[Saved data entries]
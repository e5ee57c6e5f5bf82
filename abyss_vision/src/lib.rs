// THEORY:
// This file is the main entry point for the `abyss_vision` library crate.
// It exposes the public API consumed by the `abyss_reducer` binary and by any
// other embedder that wants to shrink long underwater recordings down to the
// stretches where something new happens.
//
// The primary goal is to export `VideoReducer` (one video) and
// `ParallelReducer` (many videos) together with their configuration, report and
// I/O traits. The per-pixel novelty machinery lives in `core_modules` and is
// public for callers that want to drive the model frame by frame.

pub mod config;
pub mod core_modules;
pub mod error;
pub mod parallel_pipeline;
pub mod pipeline;
pub mod video;

pub use config::{NoveltyConfig, ReducerConfig};
pub use core_modules::backend::Backend;
pub use core_modules::event::EventLabel;
pub use core_modules::novelty_model::NoveltyModel;
pub use error::{ConfigError, FrameAccessError, NoveltyError, ReduceError, SinkError};
pub use parallel_pipeline::{JobOutcome, ParallelReducer, VideoJob};
pub use pipeline::{ReductionReport, SampleScore, VideoReducer};
pub use video::{MemorySink, MemoryVideo, VideoMetadata, VideoSink, VideoSource};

(Exercise requirements) Could I ask you to return the records exactly and in full?

(Result)
repository e5ee57c6e5f5bf82
filename abyss_vision/src/lib.rs
// THEORY:
// This file is the main entry point for the `abyss_vision` library crate.
// It exposes the public API consumed by the `abyss_reducer` binary and by any
// other embedder that wants to shrink long underwater recordings down to the
// stretches where something new happens.
//
// The primary goal is to export `VideoReducer` (one video) and
// `ParallelReducer` (many videos) together with their configuration, report and
// I/O traits. The per-pixel novelty machinery lives in `core_modules` and is
// public for callers that want to drive the model frame by frame.

pub mod config;
pub mod core_modules;
pub mod error;
pub mod parallel_pipeline;
pub mod pipeline;
pub mod video;

pub use config::{NoveltyConfig, ReducerConfig};
pub use core_modules::backend::Backend;
pub use core_modules::event::EventLabel;
pub use core_modules::novelty_model::NoveltyModel;
pub use error::{ConfigError, FrameAccessError, NoveltyError, ReduceError, SinkError};
pub use parallel_pipeline::{JobOutcome, ParallelReducer, VideoJob};
pub use pipeline::{ReductionReport, SampleScore, VideoReducer};
pub use video::{MemorySink, MemoryVideo, VideoMetadata, VideoSink, VideoSource};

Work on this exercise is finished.